#### [Working data]
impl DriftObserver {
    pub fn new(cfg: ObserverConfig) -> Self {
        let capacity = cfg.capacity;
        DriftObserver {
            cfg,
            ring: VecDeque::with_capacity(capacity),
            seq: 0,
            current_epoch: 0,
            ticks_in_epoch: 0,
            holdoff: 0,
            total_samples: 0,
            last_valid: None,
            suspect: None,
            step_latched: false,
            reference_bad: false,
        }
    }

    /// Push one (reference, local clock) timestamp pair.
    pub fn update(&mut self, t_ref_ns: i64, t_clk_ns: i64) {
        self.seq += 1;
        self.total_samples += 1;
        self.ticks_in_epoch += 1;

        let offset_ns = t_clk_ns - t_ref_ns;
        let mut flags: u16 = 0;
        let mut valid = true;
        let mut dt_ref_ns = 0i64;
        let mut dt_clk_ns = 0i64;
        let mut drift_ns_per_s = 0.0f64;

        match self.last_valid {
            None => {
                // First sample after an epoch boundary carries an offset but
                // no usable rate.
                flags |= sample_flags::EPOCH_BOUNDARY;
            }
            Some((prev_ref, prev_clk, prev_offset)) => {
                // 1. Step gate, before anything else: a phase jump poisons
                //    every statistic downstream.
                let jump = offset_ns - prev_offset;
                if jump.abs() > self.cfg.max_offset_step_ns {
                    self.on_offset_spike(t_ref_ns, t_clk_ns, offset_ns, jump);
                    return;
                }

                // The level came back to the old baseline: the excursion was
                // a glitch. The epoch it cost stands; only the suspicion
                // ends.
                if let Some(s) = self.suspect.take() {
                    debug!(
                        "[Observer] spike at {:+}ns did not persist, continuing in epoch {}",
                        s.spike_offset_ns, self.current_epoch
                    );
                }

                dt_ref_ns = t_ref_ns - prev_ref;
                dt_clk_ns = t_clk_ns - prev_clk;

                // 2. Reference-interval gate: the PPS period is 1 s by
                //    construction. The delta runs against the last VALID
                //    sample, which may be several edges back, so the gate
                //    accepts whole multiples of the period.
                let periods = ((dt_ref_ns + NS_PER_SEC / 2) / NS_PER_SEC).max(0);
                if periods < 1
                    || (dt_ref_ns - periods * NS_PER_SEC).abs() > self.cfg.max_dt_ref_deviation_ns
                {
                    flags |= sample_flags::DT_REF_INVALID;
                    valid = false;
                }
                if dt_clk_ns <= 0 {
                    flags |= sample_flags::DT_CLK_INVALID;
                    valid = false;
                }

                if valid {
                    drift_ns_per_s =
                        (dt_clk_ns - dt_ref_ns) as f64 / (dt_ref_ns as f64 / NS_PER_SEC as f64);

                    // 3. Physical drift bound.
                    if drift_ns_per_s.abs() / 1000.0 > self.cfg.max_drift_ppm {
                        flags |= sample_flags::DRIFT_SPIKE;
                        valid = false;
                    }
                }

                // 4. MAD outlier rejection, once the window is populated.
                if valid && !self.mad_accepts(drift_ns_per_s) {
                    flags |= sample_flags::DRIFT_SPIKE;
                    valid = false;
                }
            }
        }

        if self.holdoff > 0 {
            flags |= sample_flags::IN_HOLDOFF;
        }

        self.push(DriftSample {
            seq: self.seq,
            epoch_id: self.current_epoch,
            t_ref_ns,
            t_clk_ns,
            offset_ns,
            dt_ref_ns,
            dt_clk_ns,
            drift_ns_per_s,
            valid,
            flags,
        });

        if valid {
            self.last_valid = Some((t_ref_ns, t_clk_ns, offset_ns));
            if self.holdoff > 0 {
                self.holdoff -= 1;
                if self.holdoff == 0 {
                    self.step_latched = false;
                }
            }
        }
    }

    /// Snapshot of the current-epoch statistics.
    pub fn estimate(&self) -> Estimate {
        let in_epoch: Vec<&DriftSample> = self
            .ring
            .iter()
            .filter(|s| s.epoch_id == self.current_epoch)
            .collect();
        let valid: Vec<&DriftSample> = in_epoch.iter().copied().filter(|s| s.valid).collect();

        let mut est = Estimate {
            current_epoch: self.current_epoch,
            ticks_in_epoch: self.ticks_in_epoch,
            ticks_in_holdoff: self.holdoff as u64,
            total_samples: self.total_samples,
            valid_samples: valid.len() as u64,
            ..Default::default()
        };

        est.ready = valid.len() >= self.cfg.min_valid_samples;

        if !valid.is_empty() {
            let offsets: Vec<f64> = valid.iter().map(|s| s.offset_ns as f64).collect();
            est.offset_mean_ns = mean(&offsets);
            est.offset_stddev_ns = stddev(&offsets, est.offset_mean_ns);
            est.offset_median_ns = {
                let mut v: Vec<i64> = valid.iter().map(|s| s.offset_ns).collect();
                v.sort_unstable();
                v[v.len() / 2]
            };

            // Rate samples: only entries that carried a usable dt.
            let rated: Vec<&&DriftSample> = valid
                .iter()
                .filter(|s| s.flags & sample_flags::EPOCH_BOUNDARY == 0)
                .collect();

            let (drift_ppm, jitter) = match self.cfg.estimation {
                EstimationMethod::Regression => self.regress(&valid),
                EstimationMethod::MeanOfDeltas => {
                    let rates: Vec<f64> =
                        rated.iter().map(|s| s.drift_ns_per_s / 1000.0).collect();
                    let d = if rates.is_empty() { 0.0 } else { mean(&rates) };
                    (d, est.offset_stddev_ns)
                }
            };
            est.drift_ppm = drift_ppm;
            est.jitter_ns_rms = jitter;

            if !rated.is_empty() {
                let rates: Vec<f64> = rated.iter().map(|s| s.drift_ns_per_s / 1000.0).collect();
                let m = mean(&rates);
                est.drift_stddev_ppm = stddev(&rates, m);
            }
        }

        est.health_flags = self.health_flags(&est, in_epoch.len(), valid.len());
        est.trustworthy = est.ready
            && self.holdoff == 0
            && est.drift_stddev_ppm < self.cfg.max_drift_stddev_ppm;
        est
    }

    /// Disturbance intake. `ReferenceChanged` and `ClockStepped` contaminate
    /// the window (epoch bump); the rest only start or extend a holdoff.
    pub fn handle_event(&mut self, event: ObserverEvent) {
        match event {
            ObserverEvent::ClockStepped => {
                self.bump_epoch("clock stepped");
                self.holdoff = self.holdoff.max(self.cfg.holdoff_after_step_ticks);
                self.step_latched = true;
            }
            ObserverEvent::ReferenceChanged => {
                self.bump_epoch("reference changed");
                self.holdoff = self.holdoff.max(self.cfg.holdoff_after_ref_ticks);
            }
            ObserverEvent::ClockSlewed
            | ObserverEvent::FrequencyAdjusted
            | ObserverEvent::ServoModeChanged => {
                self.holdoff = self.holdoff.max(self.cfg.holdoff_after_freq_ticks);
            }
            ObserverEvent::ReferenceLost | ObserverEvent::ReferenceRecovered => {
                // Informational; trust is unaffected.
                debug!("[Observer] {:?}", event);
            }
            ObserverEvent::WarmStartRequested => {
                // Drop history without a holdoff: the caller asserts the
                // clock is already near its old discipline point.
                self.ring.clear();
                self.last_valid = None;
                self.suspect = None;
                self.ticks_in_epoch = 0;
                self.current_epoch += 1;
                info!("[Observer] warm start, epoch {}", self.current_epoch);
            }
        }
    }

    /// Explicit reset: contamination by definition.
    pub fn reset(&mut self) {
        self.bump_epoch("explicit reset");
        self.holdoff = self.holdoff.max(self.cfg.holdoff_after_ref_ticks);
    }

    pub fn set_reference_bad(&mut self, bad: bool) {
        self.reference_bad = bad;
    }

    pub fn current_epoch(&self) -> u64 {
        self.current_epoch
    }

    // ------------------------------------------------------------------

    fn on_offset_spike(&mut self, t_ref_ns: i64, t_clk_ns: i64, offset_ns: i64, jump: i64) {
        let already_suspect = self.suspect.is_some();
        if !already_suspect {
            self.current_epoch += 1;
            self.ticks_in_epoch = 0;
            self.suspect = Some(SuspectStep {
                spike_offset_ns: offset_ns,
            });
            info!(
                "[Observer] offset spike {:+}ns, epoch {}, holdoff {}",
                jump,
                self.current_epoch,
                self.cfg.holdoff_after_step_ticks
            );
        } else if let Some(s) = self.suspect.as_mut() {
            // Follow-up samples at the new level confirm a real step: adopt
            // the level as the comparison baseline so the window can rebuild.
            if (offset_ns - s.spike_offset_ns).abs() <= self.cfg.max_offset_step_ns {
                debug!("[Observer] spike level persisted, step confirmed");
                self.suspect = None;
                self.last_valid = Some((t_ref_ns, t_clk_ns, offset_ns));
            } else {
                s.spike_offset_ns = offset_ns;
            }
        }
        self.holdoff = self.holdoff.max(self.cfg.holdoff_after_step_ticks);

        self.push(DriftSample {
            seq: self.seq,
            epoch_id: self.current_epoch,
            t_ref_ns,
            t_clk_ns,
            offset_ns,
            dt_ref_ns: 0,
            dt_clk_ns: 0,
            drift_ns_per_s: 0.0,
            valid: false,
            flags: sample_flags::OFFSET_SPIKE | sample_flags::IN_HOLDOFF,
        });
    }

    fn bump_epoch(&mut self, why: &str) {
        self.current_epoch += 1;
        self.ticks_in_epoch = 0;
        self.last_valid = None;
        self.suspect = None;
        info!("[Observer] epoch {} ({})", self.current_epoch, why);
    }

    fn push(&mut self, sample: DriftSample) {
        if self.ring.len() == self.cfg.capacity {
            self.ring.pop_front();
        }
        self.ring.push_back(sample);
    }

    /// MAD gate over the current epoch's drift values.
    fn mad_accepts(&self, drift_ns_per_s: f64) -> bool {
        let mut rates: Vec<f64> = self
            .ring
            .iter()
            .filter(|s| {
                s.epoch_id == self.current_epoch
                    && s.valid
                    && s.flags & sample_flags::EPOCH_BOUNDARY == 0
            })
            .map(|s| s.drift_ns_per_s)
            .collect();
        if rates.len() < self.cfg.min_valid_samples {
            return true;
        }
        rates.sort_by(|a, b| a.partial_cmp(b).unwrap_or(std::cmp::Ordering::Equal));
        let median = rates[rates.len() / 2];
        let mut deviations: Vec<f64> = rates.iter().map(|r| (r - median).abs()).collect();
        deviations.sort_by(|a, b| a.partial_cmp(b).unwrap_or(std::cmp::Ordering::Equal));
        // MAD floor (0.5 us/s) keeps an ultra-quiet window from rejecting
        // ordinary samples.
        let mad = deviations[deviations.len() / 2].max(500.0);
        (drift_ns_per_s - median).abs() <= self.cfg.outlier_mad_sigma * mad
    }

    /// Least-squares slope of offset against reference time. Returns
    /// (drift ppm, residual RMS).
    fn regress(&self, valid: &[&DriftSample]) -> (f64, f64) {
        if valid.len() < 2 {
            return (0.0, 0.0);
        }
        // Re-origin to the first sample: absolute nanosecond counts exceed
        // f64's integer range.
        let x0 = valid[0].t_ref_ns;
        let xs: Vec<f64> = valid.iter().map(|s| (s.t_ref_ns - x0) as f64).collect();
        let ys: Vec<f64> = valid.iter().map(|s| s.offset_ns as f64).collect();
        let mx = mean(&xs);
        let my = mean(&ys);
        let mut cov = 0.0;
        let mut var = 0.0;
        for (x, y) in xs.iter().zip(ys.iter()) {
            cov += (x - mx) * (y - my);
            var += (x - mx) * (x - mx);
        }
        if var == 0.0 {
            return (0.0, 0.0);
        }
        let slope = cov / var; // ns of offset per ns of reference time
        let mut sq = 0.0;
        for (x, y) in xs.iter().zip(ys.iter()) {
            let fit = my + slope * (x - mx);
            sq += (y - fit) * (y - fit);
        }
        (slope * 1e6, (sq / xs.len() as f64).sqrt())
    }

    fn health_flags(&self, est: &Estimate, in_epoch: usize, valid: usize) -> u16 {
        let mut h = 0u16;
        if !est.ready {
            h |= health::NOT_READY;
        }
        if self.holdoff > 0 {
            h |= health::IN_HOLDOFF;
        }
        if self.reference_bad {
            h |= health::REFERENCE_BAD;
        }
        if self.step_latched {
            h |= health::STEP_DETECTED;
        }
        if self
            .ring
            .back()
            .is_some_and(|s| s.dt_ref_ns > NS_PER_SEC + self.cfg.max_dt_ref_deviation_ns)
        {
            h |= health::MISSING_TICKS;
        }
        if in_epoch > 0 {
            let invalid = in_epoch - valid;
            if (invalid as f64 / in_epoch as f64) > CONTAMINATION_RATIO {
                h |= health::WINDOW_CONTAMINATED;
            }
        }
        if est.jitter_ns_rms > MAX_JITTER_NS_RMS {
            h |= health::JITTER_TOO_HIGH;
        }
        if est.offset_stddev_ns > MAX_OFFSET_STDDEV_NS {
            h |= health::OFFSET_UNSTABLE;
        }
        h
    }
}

#### [Work task]
Filter the records, keeping only lines that contain "capacity", and show those lines.

#### [Answer section]
        let capacity = cfg.capacity;
            ring: VecDeque::with_capacity(capacity),
        if self.ring.len() == self.cfg.capacity {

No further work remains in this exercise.